Dataset entries:
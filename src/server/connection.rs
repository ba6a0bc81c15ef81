//! Per-connection HTTP/1.x state machine.
//!
//! A connection is served by the worker that accepted it until it closes.
//! Requests on one connection are handled strictly in order, including
//! pipelined ones already sitting in the read buffer.

use std::net::SocketAddr;
use std::path::PathBuf;
use std::sync::Arc;
use std::time::{Duration, SystemTime};

use bytes::{Buf, BytesMut};
use http::header::{HeaderValue, CONTENT_TYPE};
use http::StatusCode;
use tokio::io::{AsyncReadExt, AsyncWriteExt};
use tokio::sync::watch;
use tracing::{debug, trace};

use super::access_log::{AccessLog, AccessRecord};
use super::auth::BasicAuth;
use super::dir_cache::DirCache;
use super::error_pages::ErrorPages;
use super::request::{ParseError, Request, RequestParser};
use super::response::{Body, Response};
use super::vhost::VirtualHostMap;
use crate::cgi::CgiInvoker;
use crate::config::Config;
use crate::listener::{Connection, TlsInfo};
use crate::mime::MimeTable;

/// Initial read buffer size.
const READ_BUF: usize = 8 * 1024;

/// Largest request body that is read and discarded.
const MAX_DISCARD_BODY: u64 = 64 * 1024;

/// Largest single file write; each chunk gets its own timeout.
const FILE_CHUNK: u64 = 1 << 20;

/// Where a connection is in its request cycle.
#[derive(Debug, Clone, Copy, PartialEq, Eq)]
pub enum ConnState {
    ReadingRequest,
    AwaitingBody,
    Processing,
    WritingResponse,
    KeepAliveIdle,
    Closing,
}

enum ReadOutcome {
    Data,
    Eof,
    TimedOut,
    Shutdown,
    Failed(std::io::Error),
}

/// The client end of a connection.
pub(crate) struct Peer {
    pub addr: SocketAddr,
    pub tls: Option<TlsInfo>,
}

/// Everything a worker needs to serve requests. Shared by all workers and
/// read-only once built, apart from the directory cache and log sink.
pub struct ConnectionContext {
    pub config: Arc<Config>,
    /// Document root after chroot, `/` when confined.
    pub root: PathBuf,
    pub vhosts: VirtualHostMap,
    pub dir_cache: Arc<DirCache>,
    pub mime: Arc<MimeTable>,
    pub auth: Option<BasicAuth>,
    pub cgi: Option<CgiInvoker>,
    pub error_pages: ErrorPages,
    pub access_log: Option<Arc<AccessLog>>,
    pub cors_origin: Option<HeaderValue>,
    pub is_tls: bool,
    /// Port clients connect to, for redirects and CGI.
    pub port: u16,
}

impl ConnectionContext {
    fn network_timeout(&self) -> Duration {
        self.config.server.network_timeout
    }

    /// Error response with an HTML body.
    pub(crate) fn error_response(&self, status: StatusCode) -> Response {
        let mut resp = Response::new(status);
        resp.headers.insert(
            CONTENT_TYPE,
            HeaderValue::from_static("text/html; charset=utf-8"),
        );
        resp.body = Body::Bytes(self.error_pages.body(status));
        resp
    }

    /// Serve `conn` until it closes, errors, idles out or shutdown is seen.
    pub async fn serve<C: Connection>(&self, mut conn: C, mut shutdown: watch::Receiver<bool>) {
        let remote = conn.remote_addr();
        let peer = Peer {
            addr: remote,
            tls: conn.tls_info(),
        };
        if let Some(ref tls) = peer.tls {
            debug!(
                %remote,
                protocol = %tls.protocol,
                handshake_ms = tls.handshake_duration.as_millis() as u64,
                "TLS session established"
            );
        }
        let mut buf = BytesMut::with_capacity(READ_BUF);
        let mut parser = RequestParser::new();
        let mut state = ConnState::ReadingRequest;
        let mut served = 0u64;

        loop {
            let mut req = match parser.parse(&mut buf) {
                Ok(Some(req)) => req,
                Ok(None) => {
                    if buf.is_empty() && served > 0 {
                        advance(&mut state, ConnState::KeepAliveIdle, remote);
                    }
                    match self.read_more(&mut conn, &mut buf, &mut shutdown).await {
                        ReadOutcome::Data => {
                            advance(&mut state, ConnState::ReadingRequest, remote);
                            continue;
                        }
                        ReadOutcome::Eof => {}
                        ReadOutcome::TimedOut => debug!(%remote, ?state, "Connection timed out"),
                        ReadOutcome::Shutdown => trace!(%remote, "Closing connection for shutdown"),
                        ReadOutcome::Failed(e) => debug!(%remote, error = %e, "Read error"),
                    }
                    break;
                }
                Err(e) => {
                    debug!(%remote, error = %e, "Protocol error");
                    self.reject(&mut conn, remote, &e).await;
                    break;
                }
            };

            if req.content_length > 0 {
                advance(&mut state, ConnState::AwaitingBody, remote);
                if req.content_length > MAX_DISCARD_BODY {
                    let resp = self.error_response(StatusCode::PAYLOAD_TOO_LARGE).closing();
                    let _ = self
                        .respond(&mut conn, remote, &req, resp, false, false, SystemTime::now())
                        .await;
                    break;
                }
                if !self.discard_body(&mut conn, &mut buf, req.content_length).await {
                    break;
                }
            }

            advance(&mut state, ConnState::Processing, remote);
            let started = SystemTime::now();
            let (resp, authenticated) = self.dispatch(&mut req, &peer).await;

            advance(&mut state, ConnState::WritingResponse, remote);
            let keep_alive = req.keep_alive() && !*shutdown.borrow();
            match self
                .respond(&mut conn, remote, &req, resp, keep_alive, authenticated, started)
                .await
            {
                Ok(true) => {}
                Ok(false) => break,
                Err(e) => {
                    debug!(%remote, error = %e, "Write error");
                    break;
                }
            }
            served += 1;
        }

        advance(&mut state, ConnState::Closing, remote);
        trace!(%remote, served, "Connection finished");
        let _ = tokio::time::timeout(Duration::from_secs(1), conn.shutdown()).await;
    }

    async fn read_more<C: Connection>(
        &self,
        conn: &mut C,
        buf: &mut BytesMut,
        shutdown: &mut watch::Receiver<bool>,
    ) -> ReadOutcome {
        if *shutdown.borrow() {
            return ReadOutcome::Shutdown;
        }
        buf.reserve(READ_BUF);
        tokio::select! {
            result = tokio::time::timeout(self.network_timeout(), conn.read_buf(buf)) => match result {
                Ok(Ok(0)) => ReadOutcome::Eof,
                Ok(Ok(_)) => ReadOutcome::Data,
                Ok(Err(e)) => ReadOutcome::Failed(e),
                Err(_) => ReadOutcome::TimedOut,
            },
            changed = shutdown.changed() => match changed {
                Ok(()) if !*shutdown.borrow() => ReadOutcome::Data,
                _ => ReadOutcome::Shutdown,
            },
        }
    }

    /// Drop `len` body bytes. Returns false when the connection is unusable.
    async fn discard_body<C: Connection>(&self, conn: &mut C, buf: &mut BytesMut, len: u64) -> bool {
        let buffered = (buf.len() as u64).min(len);
        buf.advance(buffered as usize);
        let mut remaining = len - buffered;

        let mut scratch = [0u8; 4096];
        while remaining > 0 {
            let want = remaining.min(scratch.len() as u64) as usize;
            match tokio::time::timeout(self.network_timeout(), conn.read(&mut scratch[..want])).await {
                Ok(Ok(0)) | Ok(Err(_)) | Err(_) => return false,
                Ok(Ok(n)) => remaining -= n as u64,
            }
        }
        true
    }

    /// Answer a protocol error and log it.
    async fn reject<C: Connection>(&self, conn: &mut C, remote: SocketAddr, err: &ParseError) {
        let mut resp = self.error_response(err.status()).closing();
        resp.finalize(false, self.cors_origin.as_ref());
        let time = SystemTime::now();
        let bytes = match self.write_response(conn, resp, false).await {
            Ok(n) => n,
            Err(_) => 0,
        };
        self.log_access(&AccessRecord {
            remote: remote.ip(),
            user: None,
            time,
            request_line: "-",
            status: err.status().as_u16(),
            bytes,
        });
    }

    /// Finalize, write and log one response.
    ///
    /// Returns whether the connection may be reused.
    #[allow(clippy::too_many_arguments)]
    async fn respond<C: Connection>(
        &self,
        conn: &mut C,
        remote: SocketAddr,
        req: &Request,
        mut resp: Response,
        keep_alive: bool,
        authenticated: bool,
        started: SystemTime,
    ) -> std::io::Result<bool> {
        resp.finalize(keep_alive, self.cors_origin.as_ref());
        let reusable = !resp.close;
        let status = resp.status.as_u16();

        let result = self.write_response(conn, resp, req.is_head()).await;
        let user = match (authenticated, self.auth.as_ref()) {
            (true, Some(auth)) => Some(auth.user()),
            _ => None,
        };
        self.log_access(&AccessRecord {
            remote: remote.ip(),
            user,
            time: started,
            request_line: &req.request_line,
            status,
            bytes: *result.as_ref().unwrap_or(&0),
        });

        result.map(|_| reusable)
    }

    fn log_access(&self, record: &AccessRecord<'_>) {
        if let Some(ref log) = self.access_log {
            log.write(record);
        }
    }

    /// Write head and body. Returns the number of body bytes sent.
    async fn write_response<C: Connection>(
        &self,
        conn: &mut C,
        resp: Response,
        head_only: bool,
    ) -> std::io::Result<u64> {
        let limit = self.network_timeout();
        let mut head = BytesMut::with_capacity(512);
        resp.encode_head(&mut head);
        bounded(limit, conn.write_all(&head)).await?;

        let sent = match resp.body {
            _ if head_only => 0,
            Body::Empty => 0,
            Body::Bytes(bytes) => {
                bounded(limit, conn.write_all(&bytes)).await?;
                bytes.len() as u64
            }
            Body::File { file, offset, len } => {
                let mut sent = 0u64;
                while sent < len {
                    let chunk = (len - sent).min(FILE_CHUNK);
                    let n = bounded(limit, conn.send_file(&file, offset + sent, chunk)).await?;
                    if n == 0 {
                        return Err(std::io::Error::new(
                            std::io::ErrorKind::UnexpectedEof,
                            "file shrank while being sent",
                        ));
                    }
                    sent += n;
                }
                sent
            }
            Body::Cgi(body) => body
                .write_to(conn, limit)
                .await
                .map_err(|e| std::io::Error::other(e.to_string()))?,
        };

        bounded(limit, conn.flush()).await?;
        Ok(sent)
    }
}

fn advance(state: &mut ConnState, next: ConnState, remote: SocketAddr) {
    if *state != next {
        trace!(%remote, from = ?state, to = ?next, "Connection state");
        *state = next;
    }
}

async fn bounded<T>(
    limit: Duration,
    fut: impl std::future::Future<Output = std::io::Result<T>>,
) -> std::io::Result<T> {
    match tokio::time::timeout(limit, fut).await {
        Ok(result) => result,
        Err(_) => Err(std::io::Error::new(
            std::io::ErrorKind::TimedOut,
            "write timed out",
        )),
    }
}
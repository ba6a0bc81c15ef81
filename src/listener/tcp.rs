//! TCP listener implementation.

use std::fs::File;
use std::future::Future;
use std::io;
use std::net::{IpAddr, Ipv4Addr, Ipv6Addr, SocketAddr};
use std::pin::Pin;
use std::time::Duration;

use async_trait::async_trait;
use socket2::{Domain, Protocol, SockRef, Socket, TcpKeepalive, Type};
use tokio::net::{TcpListener as TokioTcpListener, TcpStream};
use tracing::{debug, warn};

use super::{Connection, Listener};
use crate::config::IpFamily;

/// Largest single sendfile(2) request.
#[cfg(target_os = "linux")]
const SENDFILE_CHUNK: u64 = 1 << 20;

/// Socket bind parameters.
#[derive(Debug, Clone, Copy)]
pub struct BindOptions {
    pub port: u16,
    pub ip: Option<IpAddr>,
    pub family: IpFamily,
    pub backlog: u32,
}

/// Bind the listening socket for the configured address family.
///
/// Without an explicit address, `IpFamily::Any` binds a dual-stack IPv6
/// socket and falls back to IPv4 on hosts without IPv6 support.
pub fn bind(opts: BindOptions) -> io::Result<std::net::TcpListener> {
    match (opts.ip, opts.family) {
        (Some(ip), family) => {
            let only_v6 = ip.is_ipv6().then_some(family == IpFamily::V6);
            bind_addr(SocketAddr::new(ip, opts.port), only_v6, opts.backlog)
        }
        (None, IpFamily::V4) => bind_addr(
            SocketAddr::new(IpAddr::V4(Ipv4Addr::UNSPECIFIED), opts.port),
            None,
            opts.backlog,
        ),
        (None, IpFamily::V6) => bind_addr(
            SocketAddr::new(IpAddr::V6(Ipv6Addr::UNSPECIFIED), opts.port),
            Some(true),
            opts.backlog,
        ),
        (None, IpFamily::Any) => {
            let v6 = SocketAddr::new(IpAddr::V6(Ipv6Addr::UNSPECIFIED), opts.port);
            match bind_addr(v6, Some(false), opts.backlog) {
                Ok(listener) => Ok(listener),
                Err(e) if ipv6_unavailable(&e) => {
                    debug!(error = %e, "IPv6 unavailable, binding IPv4 only");
                    bind_addr(
                        SocketAddr::new(IpAddr::V4(Ipv4Addr::UNSPECIFIED), opts.port),
                        None,
                        opts.backlog,
                    )
                }
                Err(e) => Err(e),
            }
        }
    }
}

fn ipv6_unavailable(e: &io::Error) -> bool {
    matches!(
        e.raw_os_error(),
        Some(libc::EAFNOSUPPORT) | Some(libc::EADDRNOTAVAIL) | Some(libc::EPROTONOSUPPORT)
    )
}

fn bind_addr(addr: SocketAddr, only_v6: Option<bool>, backlog: u32) -> io::Result<std::net::TcpListener> {
    let socket = Socket::new(Domain::for_address(addr), Type::STREAM, Some(Protocol::TCP))?;
    socket.set_reuse_address(true)?;
    if let Some(v6only) = only_v6 {
        socket.set_only_v6(v6only)?;
    }
    socket.bind(&addr.into())?;
    socket.listen(i32::try_from(backlog).unwrap_or(i32::MAX))?;
    socket.set_nonblocking(true)?;
    Ok(socket.into())
}

/// Per-connection socket options.
fn tune_stream(stream: &TcpStream) {
    // Set TCP_NODELAY for lower latency
    if let Err(e) = stream.set_nodelay(true) {
        warn!(error = %e, "Failed to set TCP_NODELAY");
    }

    let keepalive = TcpKeepalive::new()
        .with_time(Duration::from_secs(30))
        .with_interval(Duration::from_secs(5));
    let _ = SockRef::from(stream).set_tcp_keepalive(&keepalive);
}

/// A TCP connection.
pub struct TcpConnection {
    stream: TcpStream,
    remote_addr: SocketAddr,
}

impl TcpConnection {
    /// Create a new TCP connection.
    pub fn new(stream: TcpStream, remote_addr: SocketAddr) -> Self {
        Self {
            stream,
            remote_addr,
        }
    }
}

#[async_trait]
impl Connection for TcpConnection {
    fn remote_addr(&self) -> SocketAddr {
        self.remote_addr
    }

    #[cfg(target_os = "linux")]
    async fn send_file(&mut self, file: &File, offset: u64, len: u64) -> io::Result<u64> {
        use std::os::fd::AsRawFd;
        use tokio::io::Interest;

        let out_fd = self.stream.as_raw_fd();
        let in_fd = file.as_raw_fd();
        let mut off = libc::off_t::try_from(offset)
            .map_err(|_| io::Error::new(io::ErrorKind::InvalidInput, "offset too large"))?;
        let mut sent = 0u64;

        while sent < len {
            let chunk = (len - sent).min(SENDFILE_CHUNK) as usize;
            self.stream.writable().await?;
            let result = self.stream.try_io(Interest::WRITABLE, || {
                // SAFETY: both descriptors stay open for the duration of the call
                let rc = unsafe { libc::sendfile(out_fd, in_fd, &mut off, chunk) };
                if rc < 0 {
                    Err(io::Error::last_os_error())
                } else {
                    Ok(rc as u64)
                }
            });
            match result {
                Ok(0) => break,
                Ok(n) => sent += n,
                Err(e) if e.kind() == io::ErrorKind::WouldBlock => continue,
                Err(e) if e.kind() == io::ErrorKind::Interrupted => continue,
                Err(e) => return Err(e),
            }
        }

        Ok(sent)
    }
}

impl tokio::io::AsyncRead for TcpConnection {
    fn poll_read(
        mut self: Pin<&mut Self>,
        cx: &mut std::task::Context<'_>,
        buf: &mut tokio::io::ReadBuf<'_>,
    ) -> std::task::Poll<io::Result<()>> {
        Pin::new(&mut self.stream).poll_read(cx, buf)
    }
}

impl tokio::io::AsyncWrite for TcpConnection {
    fn poll_write(
        mut self: Pin<&mut Self>,
        cx: &mut std::task::Context<'_>,
        buf: &[u8],
    ) -> std::task::Poll<io::Result<usize>> {
        Pin::new(&mut self.stream).poll_write(cx, buf)
    }

    fn poll_flush(
        mut self: Pin<&mut Self>,
        cx: &mut std::task::Context<'_>,
    ) -> std::task::Poll<io::Result<()>> {
        Pin::new(&mut self.stream).poll_flush(cx)
    }

    fn poll_shutdown(
        mut self: Pin<&mut Self>,
        cx: &mut std::task::Context<'_>,
    ) -> std::task::Poll<io::Result<()>> {
        Pin::new(&mut self.stream).poll_shutdown(cx)
    }
}

/// A TCP listener that accepts plain TCP connections.
pub struct TcpListener {
    inner: TokioTcpListener,
}

impl TcpListener {
    /// Wrap an already registered tokio listener.
    pub fn new(listener: TokioTcpListener) -> Self {
        Self { inner: listener }
    }

    /// Register a std listener with the current runtime.
    pub fn from_std(listener: std::net::TcpListener) -> io::Result<Self> {
        Ok(Self::new(TokioTcpListener::from_std(listener)?))
    }
}

impl Listener for TcpListener {
    type Conn = TcpConnection;

    fn accept(
        &self,
    ) -> Pin<Box<dyn Future<Output = io::Result<(TcpStream, SocketAddr)>> + Send + '_>> {
        Box::pin(async move {
            let (stream, addr) = self.inner.accept().await?;
            tune_stream(&stream);
            Ok((stream, addr))
        })
    }

    fn handshake(
        &self,
        stream: TcpStream,
        remote_addr: SocketAddr,
    ) -> Pin<Box<dyn Future<Output = io::Result<Self::Conn>> + Send + '_>> {
        Box::pin(async move { Ok(TcpConnection::new(stream, remote_addr)) })
    }

    fn local_addr(&self) -> io::Result<SocketAddr> {
        self.inner.local_addr()
    }

    fn name(&self) -> &'static str {
        "tcp"
    }
}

Problem requirements: Return each line in the records that holds the string "enum".

Answer below:
pub enum ConnState {
enum ReadOutcome {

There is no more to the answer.